Die vier Angestellten werden von vier Praktikant:innen unterstützt. Der Platz ist fast zu eng, aber Schnelle wollte niemandem absagen. Außerdem schätzt er, wie sehr sein Geschäft von neuer Inspiration profitiert: Praktikantin Nina Janoschka, eine gelernte Köchin, ist Ideengeberin, aber auch Schaltzentrale der Fermentebude. Ihr gefällt, dass schon im Boden und später auch hier im Labor alles von Bakterien bestimmt wird.
Mehr als Bio
Manchmal beobachten sie und die anderen die Bakterien durch ein Mikroskop. Nicht als Qualitätskontrolle, sondern aus Neugier. Was machen Bakterien? Schnelle lacht: „Die lungern so rum.“ Und sie machen aus Spitzkohl und Chili das „Ostsee Kimchi“, aus Kombinationen wie Karotte-Holunder oder Weiße-Bete-Lavendel machen sie Produkte, die sich gut verkaufen.
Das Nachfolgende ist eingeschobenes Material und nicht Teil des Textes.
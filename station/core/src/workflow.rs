//! Ordered configuration steps of a training session.
//!
//! `start → select mode → configure console → configure antenna → check access`.
//! Each step reads the full session, validates against the topology registry,
//! and writes back through one typed store update. Access is never stored as
//! a flag: it is recomputed from the current console and antenna configs on
//! every check, so overwriting a console config revokes access immediately.

use std::collections::BTreeMap;
use std::sync::Arc;
use std::time::Instant;

use serde::{Deserialize, Serialize};
use station_spec::{
    check_mode, validate_antenna_config, validate_console_config, AntennaDescriptor, AntennaId,
    ConsoleId, DeviceConfig, GatewayCheck, ModeError, TopologyRegistry, ValidationError,
};
use tracing::{debug, error};

use crate::store::{SessionRecord, SessionStore, SessionUpdate, StoreError, UserId};

/// Broad class of a workflow failure.
#[derive(Debug, Clone, Copy, Serialize, Deserialize, PartialEq, Eq)]
#[serde(rename_all = "snake_case")]
pub enum ErrorClass {
    /// Unknown session, console, or antenna.
    NotFound,
    /// Submitted values rejected.
    Validation,
    /// Step attempted out of order.
    Precondition,
    /// Persistence unavailable.
    Store,
}

/// Workflow failures. Everything except [`WorkflowError::Store`] is an
/// expected, user-recoverable outcome.
#[derive(Debug, thiserror::Error)]
pub enum WorkflowError {
    /// No session for this user.
    #[error("session for user {0:?} not found; start a session first")]
    SessionNotFound(UserId),
    /// Console id not in the registry.
    #[error("unknown console: {0}")]
    UnknownConsole(ConsoleId),
    /// Antenna id not in the registry.
    #[error("unknown antenna: {0}")]
    UnknownAntenna(AntennaId),
    /// Band or topology other than the enabled pair.
    #[error(transparent)]
    UnsupportedMode(#[from] ModeError),
    /// Devices configured before the operating mode was chosen.
    #[error("select the C band and point-to-point topology first")]
    ModeNotSelected,
    /// Access checked for an antenna with no stored config.
    #[error("antenna {0} has not been configured yet")]
    AntennaNotConfigured(AntennaId),
    /// Configuration rejected.
    #[error(transparent)]
    Validation(#[from] ValidationError),
    /// Session store failure.
    #[error(transparent)]
    Store(#[from] StoreError),
}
Eigentlich sei das Fermentieren aus der Not geboren, sagt Schnelle. Damit er seine professionelle Kundschaft zuverlässig beliefern kann, muss er überproduzieren – was er nicht verkauft, fermentiert er und macht es dadurch haltbar.
Wieder einmal fügt es sich für den Mann, der kein Unternehmer sein will. Der nicht von ökonomischen Überlegungen, sondern seiner Überzeugung getrieben scheint. Denn auch die Fermente kommen gut an, etwa bei Sven Elverfeld, der in Wolfsburg das Drei-Sterne-Restaurant Aqua führt. Micha Schäfer vom Berliner Nobelhart & Schmutzig setzt wie auch Matthias Schmidt in der Frankfurter Villa Merton auf radikale Regionalität.
Mit seiner Gärtnerei und dem Fermentierlabor kann Schnelle aber noch mehr als das bedienen: „Wenn ein Koch bei einem internationalen Event irgendein Gemüse oder Kraut sieht, das er nicht kennt, macht er heimlich ein Foto davon und schickt es mir“, verrät Schnelle. Er könne das Gewünschte dann ziemlich oft besorgen.
Gerade hat Schnelle einem Biohotel in der Nähe 600 Kilogramm Rote Beten abnehmen können, die dort pandemiebedingt nicht verkocht werden konnten. Die Rüben hat er zusammen mit grüner Fenchelsaat fermentiert, mittlerweile stehen dutzende Packungen davon im begehbaren Kühlschrank. An das Hotel dürfte er sie nicht zurückverkaufen, weil er seine Biozertifizierung abgegeben hat.
Schnelle findet, dass die Bioverbände stehengeblieben und insgesamt zu lasch seien. Ein anderer Grund dafür, dass er auf das Biosiegel verzichtet, ist, dass er es nicht braucht. Seine Kundschaft aus der Gastronomie weiß, dass sie bei ihm etwas bekommt, was über Bio hinausgeht.